1.2. Rumusan Masalah

1.2.1. Apa yang dimaksud dengan akreditasi rumah sakit?

1.2.2. Bagaimana kelulusan akreditasi rumah sakit?

1.2.3. Bagaimana persyaratan akreditasi rumah sakit?

1.2.4. Bagaimana pengelompokan standar nasional akreditasi rumah sakit?


1.2.5. Bagaimana kebijakan pemberian skor dalam akreditasi rumah sakit?

1.2.6. Berapa lama masa berlaku akreditasi rumah sakit?


BAB 2

PEMBAHASAN

2.1. Pengertian Akreditasi Rumah Sakit

Akreditasi rumah sakit adalah suatu proses dimana suatu lembaga independen
baik dari dalam atau luar negeri, biasanya non pemerintah, melakukan asesmen
terhadap rumah sakit berdasarkan standar akreditasi yang berlaku. Rumah sakit yang
telah terakreditasi akan mendapatkan pengakuan dari Pemerintah karena telah
memenuhi standar pelayanan dan manajemen yang ditetapkan. Akreditasi rumah sakit
di Indonesia telah dilaksanakan sejak Tahun 1995, yang dimulai hanya 5 pelayanan,
pada Tahun 1998 berkembang menjadi 12 pelayanan, dan pada Tahun 2002 menjadi
16 pelayanan. Namun rumah sakit dapat memilih akreditasi untuk 5, 12, atau 16
pelayanan, sehingga standar mutu rumah sakit dapat berbeda tergantung berapa
pelayanan akreditasi yang diikuti (KARS, 2013).
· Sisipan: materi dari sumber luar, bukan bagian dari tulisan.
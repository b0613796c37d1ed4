//! ot-bench: Criterion micro-benchmarks for the sample store hot paths.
Pelaksanaan akreditasi mempunyai dasar hukum yang berlaku:

1. Undang-undang nomor 23 Tahun 1992 tentang Kesehatan, Pasal 59 menegaskan


bahwa peningkatan mutu pelayanan sarana kesehatan perlu diperhatikan.
2. Permenkes RI no. 159b/Menkes/Per/II/1988 tentang Rumah Sakit, Pasal 26
mengatur tentang Akreditasi Rumah Sakit.
3. Surat Kepmenkes RI 436/93 menyatakan berlakunya standar pelayanan rumah
sakit dan standar pelayanan medis Indonesia.
4. SK Dirjen Yanmed no. YM.02.03.3.5.2626 tentang Komisi Akreditasi Rumah
Sakit dan Sarana Kesehatan lainnya (KARS). Dalam surat keputusan ini, KARS
mempunyai tugas pokok membantu Dirjen Yanmed dalam merencanakan,
melaksanakan, dan melakukan penilaian akreditasi RS dan sarana kesehatan
lainnya. Penetapan status akreditasi menjadi wewenang Dirjen Yanmed.
5. Undang-undang no. 44 Tahun 2009 tentang rumah sakit, bahwa setiap rumah sakit
berkewajiban membuat, melaksanakan, dan menjaga standar mutu pelayanan
kesehatan di RS sebagai acuan dalam melayani pasien dan wajib melakukan
akreditasi sekurangkurangnya tiga tahun sekali.
6. Permenkes RI no. 147/Menkes/Per/I/2010 tentang Perijinan Rumah Sakit.
Permenkes ini menyatakan bahwa RS harus mempunyai ijin yaitu ijin mendirikan
RS dan ijin operasional RS. Ijin operasional didapatkan dengan memenuhi sarana
dan prasarana, peralatan, SDM dan administrasi, dan manajemen. Setiap RS yang
telah mendapatkan ijin operasional harus diregistrasi dan diakreditasi.
7. Permenkes RI no. 12/Menkes/Per/I/2012 tentang Akreditasi.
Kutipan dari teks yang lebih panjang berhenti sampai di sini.